I am going tomorrow with a friend in his 40's who skis but he will be strapping on a board for the first time.


----------



## Guest (Jan 7, 2009)

Started at 10. Now 13. I'm decent I guess.


----------



## Guest (Jan 7, 2009)

I started some time in highschool, 16 years on this earth? before then, i was skiing. I don't remember when i first skied, maybe in kindergarten? maybe before?


----------



## Guest (Jan 8, 2009)

26 (28 now). Friends dragged me along... hated it for the first 1.5 days, got addicted when I linked my first turns.
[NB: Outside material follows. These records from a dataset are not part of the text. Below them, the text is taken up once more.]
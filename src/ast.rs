//! tree-sitter AST parsing for precise symbol extraction.
//!
//! Extracts function, class, struct, trait, enum, and method definitions with
//! exact line boundaries from source files in 8 languages. Feature-gated behind
//! `treesitter` to keep the default binary lean.

use rayon::prelude::*;
use std::collections::HashMap;
use tree_sitter::{Language, Node, Parser};
use tracing::debug;

use crate::scan::ScannedFile;

// ---------------------------------------------------------------------------
// Core types
// ---------------------------------------------------------------------------

/// The kind of a code symbol.
#[derive(Debug, Clone, Copy, PartialEq, Eq, Hash)]
pub enum SymbolKind {
    Function,
    Method,
    Class,
    Struct,
    Enum,
    Interface,
    Trait,
    Impl,
    TypeAlias,
    Constant,
}

impl SymbolKind {
    pub fn label(&self) -> &'static str {
        match self {
            SymbolKind::Function => "fn",
            SymbolKind::Method => "method",
            SymbolKind::Class => "class",
            SymbolKind::Struct => "struct",
            SymbolKind::Enum => "enum",
            SymbolKind::Interface => "interface",
            SymbolKind::Trait => "trait",
            SymbolKind::Impl => "impl",
            SymbolKind::TypeAlias => "type",
            SymbolKind::Constant => "const",
        }
    }
}

/// A single extracted symbol with its location and metadata.
#[derive(Debug, Clone)]
pub struct Symbol {
    pub name: String,
    pub kind: SymbolKind,
    /// 1-based start line.
    pub start_line: usize,
    /// 1-based end line (inclusive).
    pub end_line: usize,
    /// Index of parent symbol (e.g., method's class/impl), or None for top-level.
    pub parent_idx: Option<usize>,
    /// One-line display signature (e.g., "pub fn greet(name: &str) -> String").
    pub signature: String,
}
I really, REALLY wish I hadn't grown up in Florida!


----------



## Triple8Sol (Nov 24, 2008)

Started skiing around 11, got pretty good, and taught at a local ski school. First tried boarding around 17, only skiied a couple times after that, and made the switch for good.


----------



## Guest (Jan 10, 2009)

when i was thirteen my family and i went to go see the warren miller film and afterwords i knew what i wanted to do for the rest of my life.


----------



## justdust (Jan 27, 2009)

Started at 40 and it has only made me younger.


----------



## jardo56 (Mar 6, 2009)

Started when I was... oh about 12 yrs old. Did it for about 3 years. Took 7 year girl/booze/drugs/party haitus and just got back into it this year at age 25. Was like riding a bicycle.


----------



## Airbourne (Aug 25, 2008)

started at 16 (now 20) and still loving it! if only I could afford to chase snow year round


----------



## Lousixyz (Mar 11, 2009)

Started at 33 and I am now 34.... Next season will mark my daughter "debut" on snowboard (she is 6 and did a first year on ski (blame her mon, not me :dunno: )


----------



## nzboardlife (Mar 25, 2008)

15 and am now 19. But i only went 3/4 days in my first two years.


----------



## Guest (Apr 17, 2009)

39.

I wanted to start 2 years ago, but had to wait til my knee cap healed after being cracked in half.


----------



## twin89 (Jan 21, 2009)

started @ 18 and really wished i started younger, but in high school i had a chacne to play tennis in college so yeah my coach wouldn't let me near the slopes and none of my parents skiied or ne thing so ddin't goto mts much but now im 19


----------



## Penguin (May 30, 2008)

Started when I was 20, I am 25 now.


----------



## Birk (Jan 28, 2009)

started at 11, i'm 21,5 now. whoa, thats a long time..


----------



## Guest (Apr 17, 2009)

i started at age 18, im 19 now... i definately wish i would have started way sooner!!! but there is hope!!!! Hana Beamen joined the Ride team (age 24) at after blowin up in '06


----------



## COtoUT (Apr 1, 2009)

started when i was 12. i'm 36 now...and broken.


----------



## markee (Jan 1, 2009)

had one day on the slopes when I was 13. Really started to get into it at 15. Now I'm 18.


----------



## arsenic0 (Nov 11, 2008)

Actually went for my first time when i was 24..first time i got my own season pass and board and took it seriously i was 25/26...now 27 and doin good...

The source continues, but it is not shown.